To die more profoundly and to rise to greater heights depends on our capacity to stay in the liminal spaces that are integral to mission, compassion, and strengthening communities, and wait for resurrection to come. Our facility to face the uncertainty and strangeness of these situations is fostered in prayer, in silence before God. By surrendering to God in stillness, we prepare to give up control, and let God be God, through the dying and rising of discipleship, and to be patient in mission. Sitting in silence, quietening the mind, and turning to God in love is the simple joy of this contemplation. As we are urged in chapter 3 of the famous book The Cloud of Unknowing, we are to “centre all your attention and desire on him”.[ix] Then we’ll enter into the ultimate of liminal spaces, the space between God and humanity, and find with St John of the Cross, that to “arrive at what you do not possess, you must go the way of dispossession”.[x] In this holy space, we, of course, meet the one who is fully human and fully God, the One who let go of life to be raised, the Risen Christ. Alleluia!
Notes
[i] For more on the eschatological focus of the Eucharist, see my book, Knowing Christ: Christian Discipleship and the Eucharist (Durham: Sacristy, 2020). Eucharist, especially chapters 2 “Death and Resurrection”; and chapter 8 “Looking for the coming of the Kingdom”; and chapter 21 “Going”.
[ii] Known also as Holy Communion, the Mass, and the Lord’s Supper.
[iii] For Eschatology as the basis of mission, see chapter 21 of Knowing Christ: Christian Discipleship and the Eucharist.
[iv] TS Eliot, Four Quartets (London: Faber & Faber, 1959), p. 47.
[v] John 20:19-22 NRSV.
[vi] Church discipline: Matthew 18:20; cross-cultural mission: Matthew 28:16-20.

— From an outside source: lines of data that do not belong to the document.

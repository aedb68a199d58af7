//! Client wrappers for the auth API endpoints. These keep endpoint paths and
//! response types in one place so route code only deals with payloads and
//! outcomes.

use crate::{
    app_lib::{AppError, api::post_json},
    features::{
        auth::types::{ApiMessage, RegisterResponse, VerifyEmailRequest},
        forms::SubmitPayload,
    },
};

/// Signs a user in with email and password.
pub async fn login(payload: &SubmitPayload) -> Result<ApiMessage, AppError> {
    post_json("/auth/login", payload).await
}

/// Creates an account; the 200 body carries the verification token the
/// backend also emails out. Must never be logged.
pub async fn register(payload: &SubmitPayload) -> Result<RegisterResponse, AppError> {
    post_json("/auth/register", payload).await
}

/// Requests a password-reset email.
pub async fn forgot_password(payload: &SubmitPayload) -> Result<ApiMessage, AppError> {
    post_json("/auth/forgot-password", payload).await
}

/// Confirms an email address with the token from the verification link.
pub async fn verify_email(request: &VerifyEmailRequest) -> Result<ApiMessage, AppError> {
    post_json("/auth/verify-email", request).await
}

[vii] See Exclusion and Embrace by Miroslav Volf (Nashville, USA: Abingdon Press, 1996)
[viii] Romans 12:15.
[ix] Anonymous, The Cloud of Unknowing (New York: Image Books, 1973), p. 43.
[x] John of the Cross, Ascent of Mt Carmel, Book 1, chapter 13, verse 11.
(At the point of publication:) Following two-year spells as a civil servant, a CMS mission partner, and a secondary school teacher in his twenties, David Tomlinson has served in ordained ministry in Surrey, Essex, and now Birmingham. He is the Vicar of St Paul’s in the Jewellery Quarter in Birmingham, and chair of the Board of Trustees for Thrive Together Birmingham. He has written a book on leadership, and another on Christian discipleship. Bibliophile, film buff, cyclist, cook, and lifelong West Ham supporter, he is, more importantly, married to Jenny, and the proud father of two wonderful daughters.